Specific Strategy for Teaching Reading Vital
Teaching reading is at times difficult even when everything seems
to make sense. For children, especially learning to read, at first
is a big challenge. Much of the problem seems to be in helping
children understand what they have read. Learning Comprehension
about what is being read by the student is an important step.
One of the first steps to that end is learning to draw an inference.
Author Kylene Beers talks about this situation in her book "When Kids Can't
Read". She believed at first that if a child could make an inference,
if they were able to make an inference of any kind, then much
of her problems teaching would be gone.
Much of the problem with achieving comprehension and understanding
seems to be that children could not seem to form a basic inference.
"It took many years for me to figure out how get around that concept"
said Author Beers.
We have to keep in mind that students need to be able to answer
the question:
What is it that we are talking about?
Much of the solution seems to be that while some children seem
can't make inferences, we make inferences each and every day,
and we draw conclusions and infer information based on a lot of
different factors. What people appear like, the expression on
someone's face, how articles are set up in a room, there are a
lot of different things that we can comment on that we infer every
day.
So how do we set out to transfer that skill to interacting with
written words on a page? Ahh.. There is the challenge that confronts
us.
What does it appear like or look like?
Ms. Beers talks about how to use resources to help both teachers
and students. She speaks about resources that will assist in teaching
these vital skills.
Some of the Inference types that skillful readers utilize:
-Use clues from context to figure out meanings of words unknown
to them.
-Be able to identify and recognize pronouns, and their antecedents.
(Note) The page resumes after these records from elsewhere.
use std::time::Duration;

use rand::Rng;
use tokio::time::Instant;

use crate::error::Error;

/// Upper bound on a single exponential backoff delay.
const MAX_BACKOFF: Duration = Duration::from_secs(30);

/// Retry, timeout and polling configuration owned by a [`Client`](crate::Client).
#[derive(Debug, Clone, PartialEq)]
pub struct RetryPolicy {
    /// Extra attempts allowed for a single HTTP call on transient failures.
    pub max_connection_retries: u32,
    /// Extra attempts allowed for a whole submit-and-wait task.
    pub max_retries: u32,
    /// Base interval for both retry layers.
    pub retry_interval: Duration,
    /// Deadline for one HTTP call.
    pub request_timeout: Duration,
    /// Overall budget for waiting on a prediction. `None` waits forever.
    pub timeout: Option<Duration>,
    /// Pause between two status fetches of the same prediction.
    pub poll_interval: Duration,
}

impl Default for RetryPolicy {
    fn default() -> Self {
        Self {
            max_connection_retries: 5,
            max_retries: 0,
            retry_interval: Duration::from_secs(1),
            request_timeout: Duration::from_secs(120),
            timeout: Some(Duration::from_secs(36_000)),
            poll_interval: Duration::from_secs(1),
        }
    }
}

impl RetryPolicy {
    /// Delay before task-level retry number `attempt + 1` (`attempt` is 0-based).
    /// delay = retry_interval * (attempt + 1)
    pub fn task_delay(&self, attempt: u32) -> Duration {
        self.retry_interval.saturating_mul(attempt.saturating_add(1))
    }

    /// Start the overall wait budget now. `None` when waiting is unbounded.
    pub fn wait_deadline(&self) -> Option<Deadline> {
        self.timeout.and_then(Deadline::after)
    }

    /// Deadline for the submit call. A synchronous submit blocks until the
    /// prediction finishes, so it gets the overall wait budget instead.
    pub fn submit_deadline(&self, sync: bool) -> Duration {
        match (sync, self.timeout) {
            (true, Some(total)) => total,
            _ => self.request_timeout,
        }
    }
}

/// The overall wait budget of one run, shared by every HTTP call and sleep
/// made on its behalf.
#[derive(Debug, Clone, Copy, PartialEq, Eq)]
pub struct Deadline {
    at: Instant,
    limit: Duration,
}

impl Deadline {
    /// A budget of `limit` starting now.
    pub fn after(limit: Duration) -> Option<Self> {
        Instant::now()
            .checked_add(limit)
            .map(|at| Self { at, limit })
    }

    pub fn remaining(&self) -> Duration {
        self.at.saturating_duration_since(Instant::now())
    }

    pub fn is_expired(&self) -> bool {
        self.remaining().is_zero()
    }

    /// Clamp a per-call deadline so it never outlives the budget.
    pub fn clamp(&self, per_call: Duration) -> Duration {
        per_call.min(self.remaining())
    }

    /// The error reported once the budget is spent.
    pub fn timeout_error(&self) -> Error {
        Error::WaitTimeout {
            seconds: self.limit.as_secs_f64(),
        }
    }
}

/// Backoff schedule used between connection-level attempts.
///
/// Each call site picks one and sticks to it: status fetches use
/// [`Backoff::Linear`], submits and uploads use [`Backoff::Exponential`].
#[derive(Debug, Clone, Copy, PartialEq, Eq)]
pub enum Backoff {
    /// `interval * retry`.
    Linear,
    /// `interval * 2^(retry - 1)` plus up to half of that again as jitter,
    /// capped at 30 seconds.
    Exponential,
}

impl Backoff {
    /// Delay before connection retry number `retry` (1-based).
    pub fn delay(self, interval: Duration, retry: u32) -> Duration {
        let retry = retry.max(1);
        match self {
            Backoff::Linear => interval.saturating_mul(retry),
            Backoff::Exponential => {
                let exp = 1u32 << (retry - 1).min(16);
                let base = interval.saturating_mul(exp).min(MAX_BACKOFF);
                let half_ms = (base.as_millis() / 2) as u64;
                let jitter = if half_ms > 0 {
                    Duration::from_millis(rand::rng().random_range(0..=half_ms))
                } else {
                    Duration::ZERO
                };
                (base + jitter).min(MAX_BACKOFF)
            }
        }
    }
}

/// Per-call overrides of the client's defaults.
///
/// Unset fields fall back to the client's [`RetryPolicy`] and sync-mode
/// setting; the client itself is never modified.
#[derive(Debug, Clone, Default, PartialEq)]
pub struct RunOptions {
    max_connection_retries: Option<u32>,
    max_retries: Option<u32>,
    retry_interval: Option<Duration>,
    request_timeout: Option<Duration>,
    timeout: Option<Option<Duration>>,
    poll_interval: Option<Duration>,
    enable_sync_mode: Option<bool>,
}

impl RunOptions {
    pub fn new() -> Self {
        Self::default()
    }

    pub fn max_connection_retries(mut self, retries: u32) -> Self {
        self.max_connection_retries = Some(retries);
        self
    }

    pub fn max_retries(mut self, retries: u32) -> Self {
        self.max_retries = Some(retries);
        self
    }

    pub fn retry_interval(mut self, interval: Duration) -> Self {
        self.retry_interval = Some(interval);
        self
    }

    pub fn request_timeout(mut self, timeout: Duration) -> Self {
        self.request_timeout = Some(timeout);
        self
    }

    /// Overall wait budget for this call.
    pub fn timeout(mut self, timeout: Duration) -> Self {
        self.timeout = Some(Some(timeout));
        self
    }

    /// Wait without an overall deadline.
    pub fn no_timeout(mut self) -> Self {
        self.timeout = Some(None);
        self
    }

    pub fn poll_interval(mut self, interval: Duration) -> Self {
        self.poll_interval = Some(interval);
        self
    }

    pub fn enable_sync_mode(mut self, enabled: bool) -> Self {
        self.enable_sync_mode = Some(enabled);
        self
    }

    /// Merge these overrides over `base`, returning the effective policy.
    pub fn apply(&self, base: &RetryPolicy) -> RetryPolicy {
        RetryPolicy {
            max_connection_retries: self
                .max_connection_retries
                .unwrap_or(base.max_connection_retries),
            max_retries: self.max_retries.unwrap_or(base.max_retries),
            retry_interval: self.retry_interval.unwrap_or(base.retry_interval),
            request_timeout: self.request_timeout.unwrap_or(base.request_timeout),
            timeout: self.timeout.unwrap_or(base.timeout),
            poll_interval: self.poll_interval.unwrap_or(base.poll_interval),
        }
    }

    /// Effective sync-mode flag given the client default.
    pub fn sync_mode(&self, default: bool) -> bool {
        self.enable_sync_mode.unwrap_or(default)
    }
}

#[cfg(test)]
mod tests {
    use super::*;

    #[test]
    fn default_policy_values() {
        let p = RetryPolicy::default();
        assert_eq!(p.max_connection_retries, 5);
        assert_eq!(p.max_retries, 0);
        assert_eq!(p.retry_interval, Duration::from_secs(1));
        assert_eq!(p.timeout, Some(Duration::from_secs(36_000)));
        assert_eq!(p.poll_interval, Duration::from_secs(1));
    }

    #[test]
    fn linear_backoff() {
        let interval = Duration::from_secs(1);
        assert_eq!(Backoff::Linear.delay(interval, 1), Duration::from_secs(1));
        assert_eq!(Backoff::Linear.delay(interval, 2), Duration::from_secs(2));
        assert_eq!(Backoff::Linear.delay(interval, 3), Duration::from_secs(3));
    }

    #[test]
    fn exponential_backoff_stays_within_jitter_band() {
        let interval = Duration::from_millis(100);
        for retry in 1..=4u32 {
            let base = interval * (1 << (retry - 1));
            let d = Backoff::Exponential.delay(interval, retry);
            assert!(d >= base, "retry {retry}: {d:?} < {base:?}");
            assert!(d <= base + base / 2, "retry {retry}: {d:?} too large");
        }
    }

    #[test]
    fn exponential_backoff_is_capped() {
        let d = Backoff::Exponential.delay(Duration::from_secs(1), 20);
        assert!(d <= MAX_BACKOFF);
    }

    #[test]
    fn task_delay_grows_linearly() {
        let p = RetryPolicy {
            retry_interval: Duration::from_secs(2),
            ..Default::default()
        };
        assert_eq!(p.task_delay(0), Duration::from_secs(2));
        assert_eq!(p.task_delay(1), Duration::from_secs(4));
    }

    #[test]
    fn submit_deadline_uses_wait_budget_only_in_sync_mode() {
        let p = RetryPolicy {
            request_timeout: Duration::from_secs(5),
            timeout: Some(Duration::from_secs(60)),
            ..Default::default()
        };
        assert_eq!(p.submit_deadline(false), Duration::from_secs(5));
        assert_eq!(p.submit_deadline(true), Duration::from_secs(60));

        let unbounded = RetryPolicy {
            timeout: None,
            ..p
        };
        assert_eq!(unbounded.submit_deadline(true), Duration::from_secs(5));
    }

    #[test]
    fn deadline_clamps_per_call_timeout() {
        let deadline = Deadline::after(Duration::from_millis(100)).unwrap();
        assert!(!deadline.is_expired());
        assert!(deadline.clamp(Duration::from_secs(120)) <= Duration::from_millis(100));
        assert_eq!(deadline.clamp(Duration::ZERO), Duration::ZERO);
    }

    #[test]
    fn zero_deadline_is_expired_and_reports_wait_timeout() {
        let deadline = Deadline::after(Duration::ZERO).unwrap();
        assert!(deadline.is_expired());
        assert!(matches!(
            deadline.timeout_error(),
            Error::WaitTimeout { seconds } if seconds == 0.0
        ));
    }

    #[test]
    fn unbounded_policy_has_no_deadline() {
        let p = RetryPolicy {
            timeout: None,
            ..Default::default()
        };
        assert!(p.wait_deadline().is_none());
        assert!(RetryPolicy::default().wait_deadline().is_some());
    }

    #[test]
    fn run_options_override_without_touching_base() {
        let base = RetryPolicy::default();
        let opts = RunOptions::new()
            .max_retries(2)
            .timeout(Duration::from_millis(100))
            .poll_interval(Duration::from_millis(10));
        let effective = opts.apply(&base);

        assert_eq!(effective.max_retries, 2);
        assert_eq!(effective.timeout, Some(Duration::from_millis(100)));
        assert_eq!(effective.poll_interval, Duration::from_millis(10));
        assert_eq!(effective.max_connection_retries, base.max_connection_retries);
        assert_eq!(base, RetryPolicy::default());
    }

    #[test]
    fn run_options_can_remove_timeout() {
        let effective = RunOptions::new().no_timeout().apply(&RetryPolicy::default());
        assert_eq!(effective.timeout, None);
    }

    #[test]
    fn sync_mode_falls_back_to_default() {
        assert!(!RunOptions::new().sync_mode(false));
        assert!(RunOptions::new().sync_mode(true));
        assert!(RunOptions::new().enable_sync_mode(true).sync_mode(false));
    }
}
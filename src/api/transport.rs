//! One bounded HTTP call, and the connection-retry loop around it.
//!
//! HTTP error statuses are NOT failures here: [`send_once`] hands back any
//! response it received. Only transport problems (connect, DNS, reset,
//! deadline) come back as `Err`.

use std::time::Duration;

use reqwest::{RequestBuilder, StatusCode};
use serde::de::DeserializeOwned;
use tokio::time::sleep;
use tracing::{debug, warn};

use crate::error::{Error, Result};
use crate::retry::{Backoff, Deadline, RetryPolicy, should_retry_error, should_retry_response};

/// Status and body of a received HTTP response.
#[derive(Debug, Clone)]
pub(crate) struct HttpResponse {
    pub status: StatusCode,
    pub body: String,
}

impl HttpResponse {
    /// Turn a non-2xx response into [`Error::Http`].
    pub fn into_success(self) -> Result<Self> {
        if self.status.is_success() {
            Ok(self)
        } else {
            Err(Error::Http {
                status: self.status.as_u16(),
                body: self.body,
            })
        }
    }

    pub fn json<T: DeserializeOwned>(&self) -> Result<T> {
        Ok(serde_json::from_str(&self.body)?)
    }
}

/// How a call site wants its request retried.
#[derive(Debug, Clone, Copy)]
pub(crate) struct CallSpec {
    /// Safe to repeat after a 5xx (GET).
    pub idempotent: bool,
    pub backoff: Backoff,
    pub deadline: Duration,
    /// Overall wait budget this call counts against, if any.
    pub budget: Option<Deadline>,
}

/// Issue one HTTP call bounded by `deadline`.
pub(crate) async fn send_once(request: RequestBuilder, deadline: Duration) -> Result<HttpResponse> {
    let call = async {
        let response = request
            .send()
            .await
            .map_err(|e| transport_error(e, deadline))?;
        let status = response.status();
        let body = response
            .text()
            .await
            .map_err(|e| transport_error(e, deadline))?;
        Ok(HttpResponse { status, body })
    };

    match tokio::time::timeout(deadline, call).await {
        Ok(result) => result,
        Err(_) => Err(Error::RequestTimeout(deadline)),
    }
}

fn transport_error(err: reqwest::Error, deadline: Duration) -> Error {
    if err.is_timeout() {
        Error::RequestTimeout(deadline)
    } else if err.is_builder() {
        Error::Config(err.to_string())
    } else {
        Error::Connection(err.to_string())
    }
}

/// Run `build` through [`send_once`] up to `max_connection_retries + 1` times.
///
/// A request is built fresh for every attempt. If the final attempt still hit
/// a transport failure the result is [`Error::ConnectionExhausted`]; if it got
/// a retry-eligible response (429, or 5xx on an idempotent call) that
/// response is returned for the caller to judge.
///
/// With a `budget`, every attempt's deadline is clamped to what is left of
/// it, and once it is spent (or the next backoff would outlast it) the call
/// ends with [`Error::WaitTimeout`] instead of retrying.
pub(crate) async fn send_with_retry<F>(
    policy: &RetryPolicy,
    spec: CallSpec,
    mut build: F,
) -> Result<HttpResponse>
where
    F: FnMut() -> RequestBuilder,
{
    let max_attempts = policy.max_connection_retries.saturating_add(1);
    let mut attempt = 1u32;

    loop {
        let deadline = match spec.budget {
            Some(budget) if budget.is_expired() => return Err(budget.timeout_error()),
            Some(budget) => budget.clamp(spec.deadline),
            None => spec.deadline,
        };

        debug!(attempt, max_attempts, "sending request");
        let outcome = send_once(build(), deadline).await;

        if let (Err(Error::RequestTimeout(_)), Some(budget)) = (&outcome, spec.budget) {
            if budget.is_expired() {
                return Err(budget.timeout_error());
            }
        }

        let retry = match &outcome {
            Ok(response) => should_retry_response(response.status, spec.idempotent),
            Err(err) => should_retry_error(err),
        };
        if !retry {
            return outcome;
        }

        if attempt >= max_attempts {
            return match outcome {
                Ok(response) => Ok(response),
                Err(last) => Err(Error::ConnectionExhausted {
                    attempts: attempt,
                    last: Box::new(last),
                }),
            };
        }

        let delay = spec.backoff.delay(policy.retry_interval, attempt);
        if let Some(budget) = spec.budget {
            if delay >= budget.remaining() {
                debug!(
                    attempt,
                    delay_ms = delay.as_millis() as u64,
                    "next retry would outlast the wait budget"
                );
                return Err(budget.timeout_error());
            }
        }

        let reason = match &outcome {
            Ok(response) => format!("HTTP {}", response.status.as_u16()),
            Err(err) => err.to_string(),
        };
        warn!(
            attempt,
            max_attempts,
            delay_ms = delay.as_millis() as u64,
            "retrying request: {reason}"
        );
        sleep(delay).await;
        attempt += 1;
    }
}
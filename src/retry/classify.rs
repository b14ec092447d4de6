//! Classify responses and transport failures for the connection-retry layer.

use reqwest::StatusCode;

use crate::error::{Error, ErrorKind};

/// Whether a completed HTTP response should be retried.
///
/// 429 is always retried. 5xx is retried only for idempotent reads; a 5xx on
/// a create may already have started a job server-side.
pub fn should_retry_response(status: StatusCode, idempotent: bool) -> bool {
    if status == StatusCode::TOO_MANY_REQUESTS {
        return true;
    }
    status.is_server_error() && idempotent
}

/// Whether a transport-level failure should be retried.
pub fn should_retry_error(err: &Error) -> bool {
    matches!(err.kind(), ErrorKind::Connection | ErrorKind::Timeout)
}
use anyhow::{anyhow, Context};
use serde_json::json;
use sha2::{Digest, Sha256};
use std::fs::File;
use std::io::{Read, Write};
use std::path::{Path, PathBuf};
use std::time::{SystemTime, UNIX_EPOCH};
use uuid::Uuid;
use zip::write::FileOptions;
use zip::{CompressionMethod, ZipArchive, ZipWriter};

use crate::job::error::ReportError;

const MANIFEST_ENTRY: &str = "manifest.json";
pub const ARTIFACT_FORMAT_V1: &str = "attendance-report-artifact-v1";

#[derive(Debug, Clone, PartialEq, Eq)]
pub struct ArtifactRef {
    pub id: String,
}

#[derive(Debug, Clone)]
pub struct ArtifactContents {
    pub file_name: String,
    pub payload: Vec<u8>,
}

/// Blob storage for generated reports.
pub trait ArtifactStore {
    fn upload(
        &self,
        payload: &[u8],
        folder: &str,
        file_name: &str,
    ) -> Result<ArtifactRef, ReportError>;
}

/// Stores every artifact as `{root}/{folder}/{id}.zip`, holding a manifest and
/// the payload under its file name.
pub struct FsArtifactStore {
    root: PathBuf,
}

fn sha256_hex(bytes: &[u8]) -> String {
    let digest = Sha256::digest(bytes);
    digest.iter().map(|b| format!("{:02x}", b)).collect()
}

fn safe_segment(name: &str, what: &str) -> anyhow::Result<()> {
    if name.is_empty() || name.contains(['/', '\\']) || name == "." || name == ".." {
        return Err(anyhow!("invalid {} {:?}", what, name));
    }
    Ok(())
}

impl FsArtifactStore {
    pub fn new(root: &Path) -> Self {
        Self {
            root: root.to_path_buf(),
        }
    }

    fn bundle_path(&self, folder: &str, id: &str) -> PathBuf {
        self.root.join(folder).join(format!("{}.zip", id))
    }

    fn write_bundle(
        &self,
        payload: &[u8],
        folder: &str,
        file_name: &str,
    ) -> anyhow::Result<ArtifactRef> {
        safe_segment(folder, "folder")?;
        safe_segment(file_name, "file name")?;
        let dir = self.root.join(folder);
        std::fs::create_dir_all(&dir)
            .with_context(|| format!("failed to create directory {}", dir.to_string_lossy()))?;

        let id = Uuid::new_v4().to_string();
        let out_path = self.bundle_path(folder, &id);
        let tmp_path = dir.join(format!("{}.zip.uploading", id));

        let out_file = File::create(&tmp_path).with_context(|| {
            format!("failed to create artifact {}", tmp_path.to_string_lossy())
        })?;
        let mut zip = ZipWriter::new(out_file);
        let opts = FileOptions::default().compression_method(CompressionMethod::Deflated);

        let uploaded_at = SystemTime::now()
            .duration_since(UNIX_EPOCH)
            .unwrap_or_default()
            .as_secs();
        let manifest = json!({
            "format": ARTIFACT_FORMAT_V1,
            "version": 1,
            "appVersion": env!("CARGO_PKG_VERSION"),
            "id": id,
            "folder": folder,
            "fileName": file_name,
            "sha256": sha256_hex(payload),
            "uploadedAt": uploaded_at,
        });
        zip.start_file(MANIFEST_ENTRY, opts)
            .context("failed to start manifest entry")?;
        zip.write_all(
            serde_json::to_string_pretty(&manifest)
                .context("failed to serialize manifest")?
                .as_bytes(),
        )
        .context("failed to write manifest entry")?;

        zip.start_file(file_name, opts)
            .context("failed to start payload entry")?;
        zip.write_all(payload)
            .context("failed to write payload entry")?;
        zip.finish().context("failed to finalize artifact")?;

        std::fs::rename(&tmp_path, &out_path).with_context(|| {
            format!("failed to move artifact to {}", out_path.to_string_lossy())
        })?;
        Ok(ArtifactRef { id })
    }

    /// Reads an artifact back, checking the payload against its manifest digest.
    pub fn open_artifact(&self, folder: &str, id: &str) -> anyhow::Result<ArtifactContents> {
        safe_segment(folder, "folder")?;
        safe_segment(id, "artifact id")?;
        let path = self.bundle_path(folder, id);
        let file = File::open(&path)
            .with_context(|| format!("failed to open artifact {}", path.to_string_lossy()))?;
        let mut archive = ZipArchive::new(file).context("invalid zip archive")?;

        let mut manifest_text = String::new();
        archive
            .by_name(MANIFEST_ENTRY)
            .context("artifact missing manifest.json")?
            .read_to_string(&mut manifest_text)
            .context("failed to read manifest.json")?;
        let manifest: serde_json::Value =
            serde_json::from_str(&manifest_text).context("manifest.json is invalid JSON")?;
        let format = manifest
            .get("format")
            .and_then(|v| v.as_str())
            .unwrap_or("");
        if format != ARTIFACT_FORMAT_V1 {
            return Err(anyhow!("unsupported artifact format: {}", format));
        }
        let file_name = manifest
            .get("fileName")
            .and_then(|v| v.as_str())
            .ok_or_else(|| anyhow!("manifest missing fileName"))?
            .to_string();
        let expected = manifest
            .get("sha256")
            .and_then(|v| v.as_str())
            .unwrap_or("")
            .to_string();

        let mut payload = Vec::new();
        archive
            .by_name(&file_name)
            .with_context(|| format!("artifact missing {}", file_name))?
            .read_to_end(&mut payload)
            .context("failed to read payload entry")?;
        if sha256_hex(&payload) != expected {
            return Err(anyhow!("artifact {} payload digest mismatch", id));
        }
        Ok(ArtifactContents { file_name, payload })
    }
}

impl ArtifactStore for FsArtifactStore {
    fn upload(
        &self,
        payload: &[u8],
        folder: &str,
        file_name: &str,
    ) -> Result<ArtifactRef, ReportError> {
        Ok(self.write_bundle(payload, folder, file_name)?)
    }
}
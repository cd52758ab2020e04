use serde_json::json;

use crate::job::error::ReportError;

pub fn ok(result: serde_json::Value) -> serde_json::Value {
    json!({
        "ok": true,
        "result": result
    })
}

pub fn err(code: &str, message: impl Into<String>) -> serde_json::Value {
    json!({
        "ok": false,
        "error": {
            "code": code,
            "message": message.into(),
        },
    })
}

impl ReportError {
    pub fn response(&self) -> serde_json::Value {
        err(self.code(), self.to_string())
    }
}

#[cfg(test)]
mod tests {
    use super::*;

    #[test]
    fn error_envelope_carries_code() {
        let v = ReportError::validation("missing requesterId").response();
        assert_eq!(v["ok"], false);
        assert_eq!(v["error"]["code"], "validation_failed");
        assert_eq!(v["error"]["message"], "missing requesterId");
        assert_eq!(ok(json!({"n": 1}))["result"]["n"], 1);
    }
}
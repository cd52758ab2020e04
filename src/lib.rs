pub mod aggregate;
pub mod artifact;
pub mod cache;
pub mod calendar;
pub mod classify;
pub mod codec;
pub mod config;
pub mod db;
pub mod documents;
pub mod envelope;
pub mod job;
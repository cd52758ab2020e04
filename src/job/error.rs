use thiserror::Error;

use crate::codec::DecodeError;

#[derive(Debug, Error)]
pub enum ReportError {
    #[error("{0}")]
    Validation(String),
    #[error("{0}")]
    NotFound(String),
    #[error("{0}")]
    TransientStore(String),
    #[error("{0}")]
    Configuration(String),
}

impl ReportError {
    pub fn validation(message: impl Into<String>) -> Self {
        ReportError::Validation(message.into())
    }

    pub fn code(&self) -> &'static str {
        match self {
            ReportError::Validation(_) => "validation_failed",
            ReportError::NotFound(_) => "not_found",
            ReportError::TransientStore(_) => "store_failed",
            ReportError::Configuration(_) => "bad_config",
        }
    }
}

impl From<DecodeError> for ReportError {
    fn from(e: DecodeError) -> Self {
        ReportError::Validation(format!("invalid combination key: {}", e))
    }
}

impl From<rusqlite::Error> for ReportError {
    fn from(e: rusqlite::Error) -> Self {
        ReportError::TransientStore(e.to_string())
    }
}

impl From<std::io::Error> for ReportError {
    fn from(e: std::io::Error) -> Self {
        ReportError::TransientStore(e.to_string())
    }
}

impl From<zip::result::ZipError> for ReportError {
    fn from(e: zip::result::ZipError) -> Self {
        ReportError::TransientStore(e.to_string())
    }
}

impl From<anyhow::Error> for ReportError {
    fn from(e: anyhow::Error) -> Self {
        ReportError::TransientStore(format!("{:#}", e))
    }
}
use serde::Serialize;

use crate::codec::Level;
use crate::documents::EntryMark;

pub const DEFAULT_TOLERANCE_MINUTES: i64 = 5;

#[derive(Debug, Clone, Copy, PartialEq, Eq, Serialize)]
#[serde(rename_all = "camelCase")]
pub enum AttendanceState {
    OnTime,
    Late,
    Absent,
}

/// A check-in with no recorded offset counts as absent. Offsets up to and
/// including the tolerance are on time.
pub fn classify(entry: Option<&EntryMark>, tolerance_seconds: i64) -> AttendanceState {
    match entry.and_then(|e| e.offset_seconds) {
        None => AttendanceState::Absent,
        Some(offset) if offset > tolerance_seconds => AttendanceState::Late,
        Some(_) => AttendanceState::OnTime,
    }
}

/// Late tolerance per level, in minutes.
#[derive(Debug, Clone, Copy, PartialEq, Eq)]
pub struct Tolerances {
    pub primary_minutes: i64,
    pub secondary_minutes: i64,
}

impl Default for Tolerances {
    fn default() -> Self {
        Self {
            primary_minutes: DEFAULT_TOLERANCE_MINUTES,
            secondary_minutes: DEFAULT_TOLERANCE_MINUTES,
        }
    }
}

impl Tolerances {
    pub fn seconds_for(&self, level: Level) -> i64 {
        let minutes = match level {
            Level::Primary => self.primary_minutes,
            Level::Secondary => self.secondary_minutes,
        };
        minutes.saturating_mul(60)
    }
}

#[cfg(test)]
mod tests {
    use super::*;

    fn mark(offset: Option<i64>) -> EntryMark {
        EntryMark {
            offset_seconds: offset,
        }
    }

    #[test]
    fn missing_or_null_entry_is_absent() {
        assert_eq!(classify(None, 300), AttendanceState::Absent);
        assert_eq!(classify(Some(&mark(None)), 300), AttendanceState::Absent);
    }

    #[test]
    fn tolerance_boundary() {
        assert_eq!(classify(Some(&mark(Some(300))), 300), AttendanceState::OnTime);
        assert_eq!(classify(Some(&mark(Some(301))), 300), AttendanceState::Late);
        assert_eq!(classify(Some(&mark(Some(-120))), 300), AttendanceState::OnTime);
        assert_eq!(classify(Some(&mark(Some(0))), 0), AttendanceState::OnTime);
    }

    #[test]
    fn tolerance_seconds_per_level() {
        let t = Tolerances {
            primary_minutes: 5,
            secondary_minutes: 10,
        };
        assert_eq!(t.seconds_for(Level::Primary), 300);
        assert_eq!(t.seconds_for(Level::Secondary), 600);
        assert_eq!(Tolerances::default().seconds_for(Level::Secondary), 300);
    }

    #[test]
    fn oversized_tolerance_saturates() {
        let t = Tolerances {
            primary_minutes: i64::MAX,
            secondary_minutes: i64::MIN,
        };
        assert_eq!(t.seconds_for(Level::Primary), i64::MAX);
        assert_eq!(t.seconds_for(Level::Secondary), i64::MIN);
        let late_arrival = mark(Some(i64::MAX - 1));
        assert_eq!(
            classify(Some(&late_arrival), t.seconds_for(Level::Primary)),
            AttendanceState::OnTime
        );
    }
}
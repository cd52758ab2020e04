use attendance_reportd::artifact::FsArtifactStore;
use attendance_reportd::cache::{CachePool, SqliteCacheReplica, REPORTS_GROUP};
use attendance_reportd::config::Config;
use attendance_reportd::db;
use attendance_reportd::documents::SqliteDocumentStore;
use attendance_reportd::envelope;
use attendance_reportd::job::{
    Collaborators, JobSettings, ReportError, ReportJob, ReportPayload, RunOutcome,
};
use clap::Parser;
use std::io::{self, BufRead, Write};
use tracing::{error, info};
use tracing_subscriber::EnvFilter;

/// Generates one attendance report and records its lifecycle.
#[derive(Parser, Debug)]
#[command(author, version, about)]
struct Args {
    /// Request payload as JSON. Read from the first non-empty stdin line when omitted.
    payload: Option<String>,
}

fn read_payload(arg: Option<String>) -> Result<String, ReportError> {
    if let Some(raw) = arg {
        return Ok(raw);
    }
    for line in io::stdin().lock().lines() {
        let line = line?;
        if !line.trim().is_empty() {
            return Ok(line);
        }
    }
    Err(ReportError::validation("no payload on stdin"))
}

fn run(args: Args) -> Result<RunOutcome, ReportError> {
    let config = Config::load()?;
    let raw = read_payload(args.payload)?;
    let payload = ReportPayload::parse(&raw)?;
    info!(key = %payload.combination_key, "received report request");

    let store = db::open_db(&config.workspace)?;
    let documents = SqliteDocumentStore::open(&config.attendance_db)?;
    let mut cache = CachePool::new();
    for path in &config.cache_replicas {
        cache.add_replica(REPORTS_GROUP, Box::new(SqliteCacheReplica::open(path)?));
    }
    let artifacts = FsArtifactStore::new(&config.artifact_dir);

    let outcome = {
        let job = ReportJob::new(
            Collaborators {
                reports: &store,
                settings: &store,
                roster: &store,
                attendance: &documents,
                artifacts: &artifacts,
                cache: &cache,
            },
            JobSettings::from_config(&config),
        );
        job.run(&payload)
    };

    if let Err(e) = store.close() {
        error!("{e:#}");
    }
    info!("connections closed");
    outcome
}

fn main() {
    tracing_subscriber::fmt()
        .with_env_filter(EnvFilter::from_default_env())
        .with_writer(io::stderr)
        .init();

    let args = Args::parse();
    let (resp, code) = match run(args) {
        Ok(outcome) => match serde_json::to_value(&outcome) {
            Ok(v) => (envelope::ok(v), 0),
            Err(e) => (envelope::err("serialize_failed", e.to_string()), 1),
        },
        Err(e) => (e.response(), 1),
    };

    let mut stdout = io::stdout();
    let _ = writeln!(
        stdout,
        "{}",
        serde_json::to_string(&resp).unwrap_or_else(|_| "{\"ok\":false}".to_string())
    );
    let _ = stdout.flush();
    std::process::exit(code);
}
-Use clues to identify personalities, beliefs, motivations and
beliefs of characters.
-Use the reading to provide clues and information about the
setting or venue.
-Work to try to understand the relationships about one character
to another
-Work to try to understand how the author views the word
-Figure out the bias if any that the author has.
-Offer alternate conclusions, and explore the conclusions made
in the text.
How Can I adapt, Use, or set this fact apart?
As you demonstrate and model "inferential reading" to your students,
try and illustrate things that they see each day. Use events and
common things to help explain and achieve comprehension for your
student. Try to show similarities to the inferences that students
draw each day in their daily activity.
Find an event that happens in your student's lives, and help
them to draw conclusions and inferences from it. Then try to help
them see how they can do the same to an event or item that they
have read.
Perhaps the first time you can do this as a whole class activity,
using the computer or a classroom chart. Work through the steps
for drawing an inference one by one, as a class as a group. Then,
assign some sample events and ask the students to draw inferences
individually,
As students accomplish this, then help them transfer this to
their reading. Yes, this can be a challenge, but when modeled
in a clear concise way it does not need to be necessarily mind-bending.
As you work the process with your students, make each step clear
and as real to them, using examples as you go.
Make a chart and list the steps as you go, with lots of class
participation. Post the Chart when you are done in the classroom
as a ready reference.
-Read Aloud Short Passage as a class
Have your students read, and read out loud yourself often. Separate
students into small groups, or partners. Encourage students to
"Think out loud" and to share what they see in the text as they
read.
As you do this, try to zero in on what inferences are present
in the text. Ask students to identify the inferences, using their
reference list. -
What is the meaning of what the author wrote?
Show and model for students that making inferences is a step-by-step
process. Authors do not think their readers will create inferences
or have understanding out of the blue.
Demonstrate and model that authors use both implied information,
and literal information. Show students that as a reader we will
be the ones inferring. And that as authors, either information
is actual and literal, or it is implied by what they write.
-Comments and Encouragement For students
As you move forward you can help students by helping encourage
and comment on your student's progress. Some of the things that
you can share with students to help them are:
"After reading what can you tell me about the character and how
they act?"
"What are the pronouns in what you are reading, and what to they
mean?"
"When your done reading, tell me why the character acted the
way they did?"
"What is the setting, and how would you change it?"
"Why did the series of events happen the way that it did?"
"How did the characters act when (reference a specific area in
the reading) and why did they act that way?"
"Write down words you don't know and see if you want figure out
the meaning by the words around them?"
"What do you think the Author thought or felt about (Insert the
name of a character or a topic in the reading"?
Memory
Have students sit and write down answers to specific questions
after they read. Use the following as a guide: When? Where? How?
Who? What? And perhaps the hardest for some students. Why?
As students progress, gradually make the questions harder.
Using these types of questions will assist your students to THINKING
about their reading, and hopefully they will be able to grow to
identify and come to their own conclusions, including drawing
direct and implied inferences from the reading.